江戸時代中期、 「一生に一度は、こんぴらさんへ」と金毘羅参りが盛んになった。

丸亀、多度津、高松、阿波、伊予・土佐街道の金毘羅五街道のうち、最も栄えたのが丸亀街道だった。丸亀は、全国各地から訪れる金毘羅参りの人々で港町として賑わった。文人墨客も丸亀を通って金刀比羅宮へと向かうなど、 大勢の人が行き交い、文化的な刺激にも満ちあふれていた。


かつて金毘羅詣での客で賑わった丸亀港のシンボルとして、太助灯籠が今も立っている。

灯籠.jpg
太助灯籠(たすけとうろう)

旧金毘羅五街道・丸亀街道の出発点にあたり、琴平の高灯籠までの 150丁(約12km)の道のりを参拝客はこの太助灯籠を目印に丸亀港に入港した。

太助灯籠は、今も残る船着き場「新堀湛甫(しんぼりたんぽ)」(1833年建設)に、江戸在住の人々(千人講)が浄財を出し合って天保5年(1834年)に完成。台座には「江戸講中(こうじゅう)」と、そして灯籠の側面には寄進者や世話人ら1,357人の名前が刻まれている。

寄進者の中で、最高額の80両を寄付した「塩原太助」の名にちなみ、「太助灯籠」と呼ばれるようになったといわれている。その後、近くにもう2基の灯籠が建てられたが、第二次大戦の折りに金属供給の憂き目にあって、今は残されていない。

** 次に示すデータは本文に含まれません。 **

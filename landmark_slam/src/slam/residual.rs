//! Residual function of the pose graph
//!
//! Every constraint `k` yields an error vector `e_k`:
//!
//! - odometry:  `pose[i+1] - z.absolute(pose[i])`
//! - landmark:  `landmark[j] - z.absolute(pose[i])`
//! - GPS:       `z - pose[i].position`
//! - GIS:       `z - landmark[j]`
//!
//! Its scalar contribution is the quadratic form `e_kᵀ Ω_k e_k`. For the
//! solver the same term is exposed as a whitened block `r_k = Lᵀ e_k` with
//! `Ω_k = L Lᵀ`, so that `‖r_k‖²` equals the scalar term.
//!
//! Before any evaluation the first three state entries are overwritten
//! with the origin pose. The optimizer can propose anything for them; the
//! graph stays anchored.

use crate::error::{Result, SlamError};
use crate::slam::constraints::{Constraint, ConstraintGraph};
use crate::slam::geometry::{Point2D, Pose2D};
use crate::slam::sparse_solver::Triplet;
use crate::slam::sparsity::SparsityPattern;
use crate::slam::state::{self, pose_count};
use nalgebra::{DMatrix, DVector};

/// Number of pinned state entries (the origin pose)
pub const PINNED_ENTRIES: usize = 3;

/// Error vector of one constraint and its Jacobian over the constraint's columns
struct ErrorBlock {
    error: DVector<f64>,
    jacobian: DMatrix<f64>,
}

/// Residuals and Jacobian of the whitened system at one state
#[derive(Debug, Clone)]
pub struct Linearization {
    /// Stacked whitened residual blocks
    pub residuals: DVector<f64>,
    /// Non-zero Jacobian entries of the whitened residuals
    pub jacobian: Vec<Triplet>,
}

/// Evaluates constraint residuals for candidate states
#[derive(Debug, Clone, Copy)]
pub struct ResidualModel<'a> {
    origin: Pose2D,
    landmark_count: usize,
    constraints: &'a ConstraintGraph,
}

impl<'a> ResidualModel<'a> {
    pub fn new(origin: Pose2D, landmark_count: usize, constraints: &'a ConstraintGraph) -> Self {
        Self {
            origin,
            landmark_count,
            constraints,
        }
    }

    /// Overwrite the origin pose entries of `state`.
    pub fn pin(&self, state: &mut DVector<f64>) {
        state[0] = self.origin.x;
        state[1] = self.origin.y;
        state[2] = self.origin.theta;
    }

    /// Residual dimension of every constraint, in residual order
    pub fn block_dims(&self) -> Vec<usize> {
        self.constraints.iter().map(|c| c.dof()).collect()
    }

    /// Total number of whitened residual rows
    pub fn residual_len(&self) -> usize {
        self.constraints.iter().map(|c| c.dof()).sum()
    }

    /// Constraint-level sparsity pattern for this graph.
    pub fn sparsity(&self) -> SparsityPattern {
        SparsityPattern::from_constraints(self.constraints, self.pose_count(), self.landmark_count)
    }

    fn pose_count(&self) -> usize {
        self.constraints.steps() + 1
    }

    /// Pin a copy of `state` and split it into poses and landmarks.
    fn decode(&self, state: &DVector<f64>) -> Result<(Vec<Pose2D>, Vec<Point2D>)> {
        if pose_count(state.len(), self.landmark_count)? != self.pose_count() {
            return Err(SlamError::StateLength {
                len: state.len(),
                landmark_count: self.landmark_count,
            });
        }
        let mut pinned = state.clone();
        self.pin(&mut pinned);
        state::unpack(&pinned, self.landmark_count)
    }

    /// Scalar weighted quadratic form `eᵀ Ω e` of every constraint.
    ///
    /// Ordered odometry, landmark, GPS, GIS; row `k` matches row `k` of
    /// [`ResidualModel::sparsity`].
    pub fn costs(&self, state: &DVector<f64>) -> Result<Vec<f64>> {
        let (trajectory, landmarks) = self.decode(state)?;
        Ok(self
            .constraints
            .iter()
            .map(|c| {
                let e = error_block(&c, &trajectory, &landmarks).error;
                let information = information(&c);
                e.dot(&(&information * &e))
            })
            .collect())
    }

    /// Sum of all scalar terms
    pub fn total_cost(&self, state: &DVector<f64>) -> Result<f64> {
        Ok(self.costs(state)?.iter().sum())
    }

    /// Stacked whitened residual blocks `Lᵀ e`
    pub fn whitened(&self, state: &DVector<f64>) -> Result<DVector<f64>> {
        let (trajectory, landmarks) = self.decode(state)?;
        let mut residuals = DVector::zeros(self.residual_len());
        let mut row = 0;

        for c in self.constraints.iter() {
            let block = error_block(&c, &trajectory, &landmarks);
            let weighted = sqrt_information(&c)? * &block.error;
            residuals.rows_mut(row, c.dof()).copy_from(&weighted);
            row += c.dof();
        }

        Ok(residuals)
    }

    /// Whitened residuals with the closed-form Jacobian.
    pub fn linearize(&self, state: &DVector<f64>) -> Result<Linearization> {
        let (trajectory, landmarks) = self.decode(state)?;
        let pose_count = trajectory.len();

        let mut residuals = DVector::zeros(self.residual_len());
        let mut jacobian = Vec::with_capacity(self.constraints.len() * 12);
        let mut row = 0;

        for c in self.constraints.iter() {
            let block = error_block(&c, &trajectory, &landmarks);
            let sqrt_info = sqrt_information(&c)?;

            let weighted = &sqrt_info * &block.error;
            residuals.rows_mut(row, c.dof()).copy_from(&weighted);

            let wj = &sqrt_info * &block.jacobian;
            for (j, col) in c.state_columns(pose_count).into_iter().enumerate() {
                if col < PINNED_ENTRIES {
                    continue;
                }
                for i in 0..c.dof() {
                    let value = wj[(i, j)];
                    if value.abs() > 1e-12 {
                        jacobian.push(Triplet {
                            row: row + i,
                            col,
                            value,
                        });
                    }
                }
            }

            row += c.dof();
        }

        Ok(Linearization {
            residuals,
            jacobian,
        })
    }

    /// Whitened residuals with a three-point finite-difference Jacobian.
    ///
    /// With a pattern, columns whose rows never overlap are perturbed
    /// together, so one pair of evaluations yields several columns. Without
    /// one, every column is differenced on its own over every row.
    pub fn linearize_numeric(
        &self,
        state: &DVector<f64>,
        pattern: Option<&SparsityPattern>,
    ) -> Result<Linearization> {
        let residuals = self.whitened(state)?;
        let mut jacobian = Vec::new();

        let Some(pattern) = pattern else {
            for col in PINNED_ENTRIES..state.len() {
                let derivative = self.central_difference(state, &[col])?;
                jacobian.extend((0..derivative.len()).filter_map(|row| {
                    nonzero(row, col, derivative[row] / step_size(state[col]))
                }));
            }
            return Ok(Linearization {
                residuals,
                jacobian,
            });
        };

        let expanded = pattern.expand(&self.block_dims());
        let column_rows = expanded.column_rows();
        for group in expanded.column_groups(PINNED_ENTRIES..state.len()) {
            let derivative = self.central_difference(state, &group)?;
            for &col in &group {
                let h = step_size(state[col]);
                jacobian.extend(
                    column_rows[col]
                        .iter()
                        .filter_map(|&row| nonzero(row, col, derivative[row] / h)),
                );
            }
        }

        Ok(Linearization {
            residuals,
            jacobian,
        })
    }

    /// `(r(x + h) - r(x - h)) / 2` with every column of `columns` stepped
    /// by its own `h`; divide by that `h` to get the derivative.
    fn central_difference(&self, state: &DVector<f64>, columns: &[usize]) -> Result<DVector<f64>> {
        let mut shifted = state.clone();
        for &col in columns {
            shifted[col] = state[col] + step_size(state[col]);
        }
        let forward = self.whitened(&shifted)?;
        for &col in columns {
            shifted[col] = state[col] - step_size(state[col]);
        }
        let backward = self.whitened(&shifted)?;
        Ok((forward - backward) * 0.5)
    }
}

fn step_size(x: f64) -> f64 {
    f64::EPSILON.cbrt() * x.abs().max(1.0)
}

fn nonzero(row: usize, col: usize, value: f64) -> Option<Triplet> {
    (value.abs() > 1e-12).then_some(Triplet { row, col, value })
}

fn error_block(c: &Constraint<'_>, trajectory: &[Pose2D], landmarks: &[Point2D]) -> ErrorBlock {
    match c {
        Constraint::Odometry(c) => {
            let a = trajectory[c.from];
            let b = trajectory[c.to()];
            let z = c.measurement;
            let e = b - z.absolute(&a);

            let (s, co) = a.theta.sin_cos();
            #[rustfmt::skip]
            let jacobian = DMatrix::from_row_slice(3, 6, &[
                -1.0, 0.0, s * z.x + co * z.y,  1.0, 0.0, 0.0,
                0.0, -1.0, -co * z.x + s * z.y, 0.0, 1.0, 0.0,
                0.0, 0.0, -1.0,                 0.0, 0.0, 1.0,
            ]);

            ErrorBlock {
                error: DVector::from_column_slice(&[e.x, e.y, e.theta]),
                jacobian,
            }
        }
        Constraint::Landmark(c) => {
            let p = trajectory[c.pose];
            let m = c.measurement;
            let e = landmarks[c.landmark] - m.absolute(&p);

            let (s, co) = p.theta.sin_cos();
            #[rustfmt::skip]
            let jacobian = DMatrix::from_row_slice(2, 5, &[
                -1.0, 0.0, s * m.x + co * m.y,  1.0, 0.0,
                0.0, -1.0, -co * m.x + s * m.y, 0.0, 1.0,
            ]);

            ErrorBlock {
                error: DVector::from_column_slice(&[e.x, e.y]),
                jacobian,
            }
        }
        Constraint::Gps(c) => {
            let e = c.position - trajectory[c.pose].position();
            ErrorBlock {
                error: DVector::from_column_slice(&[e.x, e.y]),
                jacobian: -DMatrix::identity(2, 2),
            }
        }
        Constraint::Gis(c) => {
            let e = c.position - landmarks[c.landmark];
            ErrorBlock {
                error: DVector::from_column_slice(&[e.x, e.y]),
                jacobian: -DMatrix::identity(2, 2),
            }
        }
    }
}

fn information(c: &Constraint<'_>) -> DMatrix<f64> {
    match c {
        Constraint::Odometry(c) => DMatrix::from_column_slice(3, 3, c.information.as_slice()),
        Constraint::Landmark(c) => DMatrix::from_column_slice(2, 2, c.information.as_slice()),
        Constraint::Gps(c) => DMatrix::from_column_slice(2, 2, c.information.as_slice()),
        Constraint::Gis(c) => DMatrix::from_column_slice(2, 2, c.information.as_slice()),
    }
}

/// `Lᵀ` where `Ω = L Lᵀ`; fails if `Ω` is not positive-definite
fn sqrt_information(c: &Constraint<'_>) -> Result<DMatrix<f64>> {
    information(c)
        .cholesky()
        .map(|ch| ch.l().transpose())
        .ok_or(SlamError::SingularCovariance {
            kind: c.kind(),
            distance: measured_distance(c),
        })
}

fn measured_distance(c: &Constraint<'_>) -> f64 {
    match c {
        Constraint::Odometry(c) => c.measurement.translation_norm(),
        Constraint::Landmark(c) => c.measurement.norm(),
        Constraint::Gps(c) => c.position.norm(),
        Constraint::Gis(c) => c.position.norm(),
    }
}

太助灯籠のそばに、威儀を正して座っている武士の像がある。

瀬山登.jpg
瀬山登

その人物の名は瀬山登(せやまのぼる)とある。丸亀京極藩の江戸留守居役という人物で、五万石あまりの貧乏藩にあって、徳川幕府との折衝で骨身を削ってた人物だ。

丸亀港の整備拡張という丸亀藩の大事業で、『新堀湛甫(たんぽ)及び銅灯籠』という名のもとに、なんと二十年もかかって完成させている。

瀬山登は、江戸屋敷の隣にある九州中津藩から、「うちわ」の作り方を教わっている。中津藩も同様の貧乏藩であったので、地元の特産竹をつかって、足軽たちに内職の竹うちわを作らせていた。瀬山登は習った竹うちわに、松脂(まつやに)を塗って涼しげな「硝子団扇(がらすうちわ)」を開発、金毘羅さんに集まる参詣客に売って、ついに幕末には丸亀は全国一の生産地となった。